[
https://issues.apache.org/jira/browse/MAPREDUCE-5511?page=com.atlassian.jira.plugin.system.issuetabpanels:all-tabpanel
]
jay vyas updated MAPREDUCE-5511:
--------------------------------
Affects Version/s: 1.0.0
1.2.0
> Multifilewc and the mapred.* API: Is the use of getPos() valid?
> ----------------------------------------------------------------
>
> Key: MAPREDUCE-5511
> URL: https://issues.apache.org/jira/browse/MAPREDUCE-5511
> Project: Hadoop Map/Reduce
> Issue Type: Bug
> Components: examples
> Affects Versions: 1.0.0, 1.2.0
> Reporter: jay vyas
> Priority: Minor
>
> The MultiFileWordCount class in the hadoop examples libraries uses a record
> reader which switches between files.

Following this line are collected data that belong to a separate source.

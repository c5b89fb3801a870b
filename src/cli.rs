//! Command-line interface definition for kfupm-chat
//!
//! This module defines the CLI structure using clap's derive API,
//! providing commands for interactive chat, one-shot questions, session
//! management, and markdown rendering.

use crate::config::Environment;
use clap::{Parser, Subcommand};
use std::path::PathBuf;

/// kfupm-chat - terminal client for the KFUPM assistant
///
/// Chat with the assistant backend; conversations are kept as sessions
/// in local storage.
#[derive(Parser, Debug, Clone)]
#[command(name = "kfupm-chat")]
#[command(version, about, long_about = None)]
pub struct Cli {
    /// Path to configuration file
    #[arg(short, long, default_value = "config/config.yaml")]
    pub config: Option<String>,

    /// Enable verbose logging
    #[arg(short, long)]
    pub verbose: bool,

    /// Emit logs as JSON
    #[arg(long)]
    pub json_logs: bool,

    /// Override the session storage file
    #[arg(long)]
    pub storage_path: Option<String>,

    /// Backend environment (local, deployed)
    #[arg(long, value_parser = Environment::parse_str)]
    pub env: Option<Environment>,

    /// Command to execute
    #[command(subcommand)]
    pub command: Commands,
}

/// Available commands for kfupm-chat
#[derive(Subcommand, Debug, Clone)]
pub enum Commands {
    /// Start an interactive chat
    Chat {
        /// Start with web search enabled
        #[arg(short, long)]
        search: bool,

        /// Resume a specific session
        #[arg(long, conflicts_with = "new")]
        session: Option<String>,

        /// Start in a new session
        #[arg(short, long)]
        new: bool,
    },

    /// Ask a single question and print the answer
    Ask {
        /// The question
        message: String,

        /// Enable web search for this question
        #[arg(short, long)]
        search: bool,

        /// Session to record the exchange in (defaults to the most recent)
        #[arg(long)]
        session: Option<String>,
    },

    /// Manage stored sessions
    Sessions {
        #[command(subcommand)]
        command: SessionCommand,
    },

    /// Render markdown to HTML
    Render {
        /// Input file (stdin when omitted)
        path: Option<PathBuf>,
    },
}

/// Session management subcommands
#[derive(Subcommand, Debug, Clone)]
pub enum SessionCommand {
    /// List sessions, most recent first
    List,

    /// Print the messages of a session
    Show {
        /// Session ID
        id: String,
    },

    /// Create an empty session
    New,

    /// Delete a session
    Delete {
        /// Session ID
        id: String,

        /// Do not ask for confirmation
        #[arg(short, long)]
        yes: bool,
    },

    /// Remove all messages from a session
    Clear {
        /// Session ID
        id: String,

        /// Do not ask for confirmation
        #[arg(short, long)]
        yes: bool,
    },
}

impl Cli {
    /// Parse command line arguments
    ///
    /// # Returns
    ///
    /// Returns the parsed CLI structure
    pub fn parse_args() -> Self {
        Self::parse()
    }
}
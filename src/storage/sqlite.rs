use crate::error::{ChatError, Result};
use crate::session::{Session, SessionMap};
use crate::storage::SessionBackend;
use anyhow::Context;
use rusqlite::{params, Connection};
use std::path::PathBuf;

/// SQLite session backend
///
/// One row per session, keyed by id. Rows are returned in rowid order,
/// and an upsert of an existing id updates the row in place, so the
/// insertion order survives updates.
pub struct SqliteBackend {
    db_path: PathBuf,
}

impl SqliteBackend {
    /// Create a backend that uses the specified database path
    ///
    /// The parent directory is created if needed and the schema is
    /// initialized.
    ///
    /// # Examples
    ///
    /// ```
    /// use kfupm_chat::storage::{SessionBackend, SqliteBackend};
    ///
    /// let dir = tempfile::tempdir().unwrap();
    /// let backend = SqliteBackend::new_with_path(dir.path().join("sessions.db")).unwrap();
    /// assert!(backend.load_all().unwrap().is_empty());
    /// ```
    pub fn new_with_path<P: Into<PathBuf>>(db_path: P) -> Result<Self> {
        let db_path = db_path.into();

        if let Some(parent) = db_path.parent() {
            if !parent.as_os_str().is_empty() {
                std::fs::create_dir_all(parent)
                    .context("Failed to create parent directory for database")
                    .map_err(|e| ChatError::Persistence(e.to_string()))?;
            }
        }

        let backend = Self { db_path };
        backend.init()?;
        Ok(backend)
    }

    fn open(&self) -> Result<Connection> {
        Connection::open(&self.db_path)
            .context("Failed to open database")
            .map_err(|e| ChatError::Persistence(e.to_string()).into())
    }

    /// Initialize the database schema
    fn init(&self) -> Result<()> {
        let conn = self.open()?;

        conn.execute(
            "CREATE TABLE IF NOT EXISTS sessions (
                id TEXT PRIMARY KEY,
                title TEXT NOT NULL,
                created_at TEXT NOT NULL,
                updated_at TEXT NOT NULL,
                data JSON NOT NULL
            )",
            [],
        )
        .context("Failed to create tables")
        .map_err(|e| ChatError::Persistence(e.to_string()))?;

        Ok(())
    }
}

impl SessionBackend for SqliteBackend {
    fn load_all(&self) -> Result<SessionMap> {
        let conn = self.open()?;

        let mut stmt = conn
            .prepare("SELECT id, data FROM sessions ORDER BY rowid ASC")
            .context("Failed to prepare statement")
            .map_err(|e| ChatError::Persistence(e.to_string()))?;

        let rows = stmt
            .query_map([], |row| {
                let id: String = row.get(0)?;
                let data: String = row.get(1)?;
                Ok((id, data))
            })
            .context("Failed to query sessions")
            .map_err(|e| ChatError::Persistence(e.to_string()))?;

        let mut map = SessionMap::new();
        for row in rows {
            let (id, data) = row
                .context("Failed to read session row")
                .map_err(|e| ChatError::Persistence(e.to_string()))?;
            let mut session: Session = serde_json::from_str(&data)
                .context("Failed to deserialize session")
                .map_err(|e| ChatError::Persistence(e.to_string()))?;
            session.id = id;
            map.insert(session);
        }

        Ok(map)
    }

    fn upsert(&mut self, session: &Session) -> Result<()> {
        let conn = self.open()?;

        let data = serde_json::to_string(session)
            .context("Failed to serialize session")
            .map_err(|e| ChatError::Persistence(e.to_string()))?;

        conn.execute(
            "INSERT INTO sessions (id, title, created_at, updated_at, data)
            VALUES (?1, ?2, ?3, ?4, ?5)
            ON CONFLICT(id) DO UPDATE SET
                title = excluded.title,
                updated_at = excluded.updated_at,
                data = excluded.data",
            params![
                session.id,
                session.title,
                session.created_at.to_rfc3339(),
                session.updated_at.to_rfc3339(),
                data
            ],
        )
        .context("Failed to upsert session")
        .map_err(|e| ChatError::Persistence(e.to_string()))?;

        Ok(())
    }

    fn remove(&mut self, id: &str) -> Result<()> {
        let conn = self.open()?;
        conn.execute("DELETE FROM sessions WHERE id = ?", params![id])
            .context("Failed to delete session")
            .map_err(|e| ChatError::Persistence(e.to_string()))?;
        Ok(())
    }

    fn describe(&self) -> String {
        format!("sqlite {}", self.db_path.display())
    }
}
//! End-to-end tests for the `kfupm-chat` binary

mod common;

use assert_cmd::Command;
use predicates::prelude::*;
use serde_json::json;
use std::path::Path;
use tempfile::TempDir;
use wiremock::matchers::{method, path};
use wiremock::{Mock, MockServer, ResponseTemplate};

const ENV_VARS: [&str; 7] = [
    "KFUPM_CHAT_ENV",
    "KFUPM_CHAT_BASE_URL",
    "KFUPM_CHAT_API_KEY",
    "KFUPM_CHAT_STORAGE_BACKEND",
    "KFUPM_CHAT_STORAGE_PATH",
    "KFUPM_CHAT_TYPING_DELAY_MS",
    "KFUPM_CHAT_SEARCH",
];

/// Binary pointed at a missing config file and a storage file in `dir`
fn kfupm_chat(dir: &Path) -> Command {
    let mut cmd = Command::cargo_bin("kfupm-chat").unwrap();
    for var in ENV_VARS {
        cmd.env_remove(var);
    }
    cmd.env("NO_COLOR", "1")
        .arg("--config")
        .arg(dir.join("missing.yaml"))
        .arg("--storage-path")
        .arg(dir.join("local_storage.json"));
    cmd
}

#[test]
fn test_render_from_stdin() {
    let dir = TempDir::new().unwrap();
    kfupm_chat(dir.path())
        .arg("render")
        .write_stdin("## Hours\nOpen **daily**\n\n- one\n- two\n")
        .assert()
        .success()
        .stdout(predicate::str::contains(
            "<h2>Hours</h2><p>Open <strong>daily</strong></p><ul><li>one</li><li>two</li></ul>",
        ));
}

#[test]
fn test_render_from_file() {
    let dir = TempDir::new().unwrap();
    let input = dir.path().join("answer.md");
    std::fs::write(&input, "Use `<b>` tags").unwrap();

    kfupm_chat(dir.path())
        .arg("render")
        .arg(&input)
        .assert()
        .success()
        .stdout(predicate::str::contains("<code>&lt;b&gt;</code>"));
}

#[test]
fn test_render_missing_file_fails() {
    let dir = TempDir::new().unwrap();
    kfupm_chat(dir.path())
        .arg("render")
        .arg(dir.path().join("absent.md"))
        .assert()
        .failure()
        .stderr(predicate::str::contains("Failed to read"));
}

#[test]
fn test_sessions_list_on_empty_store() {
    let dir = TempDir::new().unwrap();
    kfupm_chat(dir.path())
        .args(["sessions", "list"])
        .assert()
        .success()
        .stdout(predicate::str::contains("No conversations found."));

    // Listing does not create anything
    assert!(!dir.path().join("local_storage.json").exists());
}

#[test]
fn test_sessions_new_list_and_delete() {
    let dir = TempDir::new().unwrap();

    let output = kfupm_chat(dir.path())
        .args(["sessions", "new"])
        .assert()
        .success()
        .stdout(predicate::str::contains("Created session"))
        .get_output()
        .stdout
        .clone();
    let id = String::from_utf8(output)
        .unwrap()
        .trim()
        .rsplit(' ')
        .next()
        .unwrap()
        .to_string();

    kfupm_chat(dir.path())
        .args(["sessions", "list"])
        .assert()
        .success()
        .stdout(predicate::str::contains(id.as_str()))
        .stdout(predicate::str::contains("New Conversation"));

    kfupm_chat(dir.path())
        .args(["sessions", "show", id.as_str()])
        .assert()
        .success()
        .stdout(predicate::str::contains("(no messages)"));

    kfupm_chat(dir.path())
        .args(["sessions", "delete", id.as_str(), "--yes"])
        .assert()
        .success()
        .stdout(predicate::str::contains(format!("Deleted session {}", id)));
}

#[test]
fn test_sessions_list_marks_session_chat_would_resume() {
    let dir = TempDir::new().unwrap();
    kfupm_chat(dir.path()).args(["sessions", "new"]).assert().success();
    kfupm_chat(dir.path()).args(["sessions", "new"]).assert().success();

    let store = common::local_store(dir.path());
    let ids: Vec<String> = store.list().map(|s| s.id.clone()).collect();
    assert_eq!(ids.len(), 2);

    kfupm_chat(dir.path())
        .args(["sessions", "list"])
        .assert()
        .success()
        .stdout(predicate::str::contains(format!("{} *", ids[1])))
        .stdout(predicate::str::contains(format!("{} *", ids[0])).not());
}

#[test]
fn test_sessions_delete_declined_on_stdin() {
    let dir = TempDir::new().unwrap();
    kfupm_chat(dir.path()).args(["sessions", "new"]).assert().success();

    let id = common::local_store(dir.path())
        .active_id()
        .unwrap()
        .to_string();

    kfupm_chat(dir.path())
        .args(["sessions", "delete", id.as_str()])
        .write_stdin("n\n")
        .assert()
        .success()
        .stdout(predicate::str::contains("Delete this conversation?"))
        .stdout(predicate::str::contains("Cancelled."));

    assert!(common::local_store(dir.path()).get(&id).is_some());
}

#[test]
fn test_sessions_show_unknown_id_fails() {
    let dir = TempDir::new().unwrap();
    kfupm_chat(dir.path())
        .args(["sessions", "show", "123"])
        .assert()
        .failure()
        .stderr(predicate::str::contains("Unknown session: 123"));
}

#[test]
fn test_invalid_config_is_rejected() {
    let (dir, config_path) = common::temp_config_file(
        r#"
chat:
  max_message_chars: 0
"#,
    );

    let mut cmd = Command::cargo_bin("kfupm-chat").unwrap();
    cmd.arg("--config")
        .arg(config_path)
        .arg("--storage-path")
        .arg(dir.path().join("local_storage.json"))
        .args(["sessions", "list"]);

    cmd.assert()
        .failure()
        .stderr(predicate::str::contains("must be greater than 0"));
}

#[test]
fn test_ask_without_api_key_fails() {
    let dir = TempDir::new().unwrap();
    kfupm_chat(dir.path())
        .args(["ask", "Hello"])
        .assert()
        .failure()
        .stderr(predicate::str::contains("Missing credentials"));
}

#[test]
fn test_ask_rejects_overlong_message() {
    let dir = TempDir::new().unwrap();
    let message = "x".repeat(2001);
    kfupm_chat(dir.path())
        .env("KFUPM_CHAT_API_KEY", "test-key")
        .args(["ask", message.as_str()])
        .assert()
        .failure()
        .stderr(predicate::str::contains(
            "Message too long (max 2000 characters)",
        ));
}

#[tokio::test(flavor = "multi_thread")]
async fn test_ask_prints_reply_and_records_exchange() {
    let server = MockServer::start().await;
    Mock::given(method("POST"))
        .and(path("/chat"))
        .respond_with(ResponseTemplate::new(200).set_body_json(json!({
            "reply": "KFUPM is in **Dhahran**.",
            "sources": [{"title": "About", "url": "https://www.kfupm.edu.sa/about"}]
        })))
        .expect(1)
        .mount(&server)
        .await;

    let dir = TempDir::new().unwrap();
    let dir_path = dir.path().to_path_buf();
    let uri = server.uri();
    tokio::task::spawn_blocking(move || {
        kfupm_chat(&dir_path)
            .env("KFUPM_CHAT_BASE_URL", uri)
            .env("KFUPM_CHAT_API_KEY", "test-key")
            .args(["ask", "Where is KFUPM?"])
            .assert()
            .success()
            .stdout(predicate::str::contains("KFUPM is in Dhahran."))
            .stdout(predicate::str::contains(
                "[1] About https://www.kfupm.edu.sa/about",
            ));
    })
    .await
    .unwrap();

    let store = common::local_store(dir.path());
    let session = store.active().unwrap();
    assert_eq!(session.title, "Where is KFUPM?");
    assert_eq!(session.messages.len(), 2);
}

#[tokio::test(flavor = "multi_thread")]
async fn test_ask_surfaces_server_error() {
    let server = MockServer::start().await;
    Mock::given(method("POST"))
        .and(path("/chat"))
        .respond_with(ResponseTemplate::new(500).set_body_json(json!({"error": "Index offline"})))
        .mount(&server)
        .await;

    let dir = TempDir::new().unwrap();
    let dir_path = dir.path().to_path_buf();
    let uri = server.uri();
    tokio::task::spawn_blocking(move || {
        kfupm_chat(&dir_path)
            .env("KFUPM_CHAT_BASE_URL", uri)
            .env("KFUPM_CHAT_API_KEY", "test-key")
            .args(["ask", "Hello"])
            .assert()
            .failure()
            .stderr(predicate::str::contains("Index offline"));
    })
    .await
    .unwrap();
}
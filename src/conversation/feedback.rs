use super::view::Rating;
use rand::Rng;
use std::collections::HashMap;

/// Generate a display id for an assistant message
///
/// Format: `msg_<unix millis>_<9 lowercase base36 chars>`.
pub fn generate_message_id() -> String {
    const ALPHABET: &[u8] = b"0123456789abcdefghijklmnopqrstuvwxyz";
    let mut rng = rand::rng();
    let suffix: String = (0..9)
        .map(|_| ALPHABET[rng.random_range(0..ALPHABET.len())] as char)
        .collect();
    format!("msg_{}_{}", chrono::Utc::now().timestamp_millis(), suffix)
}

/// Rating state of one rendered assistant message
#[derive(Debug, Clone, PartialEq, Eq)]
pub enum RatingState {
    /// Controls enabled
    Open,
    /// A submission is outstanding
    Pending(Rating),
    /// Controls disabled; `Rating` is the one marked active
    Rated(Rating),
}

#[derive(Debug, Clone)]
struct Entry {
    assistant_text: String,
    state: RatingState,
}

/// Why a rating could not be started
#[derive(Debug, Clone, Copy, PartialEq, Eq)]
pub enum RatingRefused {
    UnknownMessage,
    /// Controls already disabled or a submission is in flight
    Locked,
}

/// Rating controls of the assistant messages currently on display
///
/// Keyed by display id. Replaying a session clears the ledger, so ids of
/// messages no longer shown stop accepting ratings.
#[derive(Debug, Default)]
pub struct FeedbackLedger {
    entries: HashMap<String, Entry>,
}

impl FeedbackLedger {
    pub fn new() -> Self {
        Self::default()
    }

    /// Track a freshly rendered assistant message
    pub fn register(&mut self, message_id: impl Into<String>, assistant_text: impl Into<String>) {
        self.entries.insert(
            message_id.into(),
            Entry {
                assistant_text: assistant_text.into(),
                state: RatingState::Open,
            },
        );
    }

    /// Lock the controls for a submission and return the assistant text
    pub fn begin(&mut self, message_id: &str, rating: Rating) -> Result<String, RatingRefused> {
        let entry = self
            .entries
            .get_mut(message_id)
            .ok_or(RatingRefused::UnknownMessage)?;
        if entry.state != RatingState::Open {
            return Err(RatingRefused::Locked);
        }
        entry.state = RatingState::Pending(rating);
        Ok(entry.assistant_text.clone())
    }

    /// Submission accepted: controls stay disabled
    pub fn complete(&mut self, message_id: &str) {
        if let Some(entry) = self.entries.get_mut(message_id) {
            if let RatingState::Pending(rating) = entry.state {
                entry.state = RatingState::Rated(rating);
            }
        }
    }

    /// Submission failed: controls become usable again
    pub fn abort(&mut self, message_id: &str) {
        if let Some(entry) = self.entries.get_mut(message_id) {
            if matches!(entry.state, RatingState::Pending(_)) {
                entry.state = RatingState::Open;
            }
        }
    }

    pub fn clear(&mut self) {
        self.entries.clear();
    }

    #[cfg(test)]
    fn state(&self, message_id: &str) -> Option<&RatingState> {
        self.entries.get(message_id).map(|entry| &entry.state)
    }
}
//! kfupm-chat - terminal client for the KFUPM assistant
//!
#![doc = "kfupm-chat - terminal client for the KFUPM assistant"]
#![doc = "Main entry point for the kfupm-chat application."]

use anyhow::Result;

use kfupm_chat::cli::{Cli, Commands};
use kfupm_chat::commands;
use kfupm_chat::config::Config;
use kfupm_chat::logging::init_logging;

#[tokio::main]
async fn main() -> Result<()> {
    // Parse command line arguments
    let cli = Cli::parse_args();

    // Initialize tracing
    init_logging(cli.verbose, cli.json_logs)?;

    // Load configuration
    let config_path = cli.config.as_deref().unwrap_or("config/config.yaml");
    let config = Config::load(config_path, &cli)?;

    // Validate configuration
    config.validate()?;

    // Execute command
    match cli.command {
        Commands::Chat {
            search,
            session,
            new,
        } => {
            if let Some(id) = &session {
                tracing::debug!("Resuming session: {}", id);
            }
            commands::chat::run_chat(config, search, session, new).await?;
            Ok(())
        }
        Commands::Ask {
            message,
            search,
            session,
        } => {
            tracing::info!("Sending one-shot question");
            commands::ask::run_ask(config, message, search, session).await?;
            Ok(())
        }
        Commands::Sessions { command } => {
            tracing::debug!("Starting sessions command");
            commands::sessions::handle_sessions(&config, command)?;
            Ok(())
        }
        Commands::Render { path } => {
            commands::render::run_render(path.as_deref())?;
            Ok(())
        }
    }
}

This behaviour can cause the
> RawLocalFileSystem to break in a concurrent environment because of the way
> buffering works (in RawLocalFileSystem, switching between streams results in
> a temproraily "null" inner stream, and that inner stream is called by the
> getPos() implementation in the custom RecordReader for MultiFileWordCount).
> There are basically 2 ways to handle this:
> 1) Wrap the getPos() implementation in the object returned by open() in the
> RawLocalFileSystem to cache the value of getPos() everytime it is called, so
> that calls to getPos() can return a valid long even if underlying stream is
> null. OR
> 2) Update the RecordReader in multifilewc to not rely on the inner input
> stream and cache the position / return 0 if the stream cannot return a valid
> value.
> The final question here is: Is the RecordReader for MultiFileWordCount doing
> the right thing ? Or is it breaking the contract of getPos()... and
> really... what SHOULD getPos() return if the underlying stream has already
> been consumed?
--
This message is automatically generated by JIRA.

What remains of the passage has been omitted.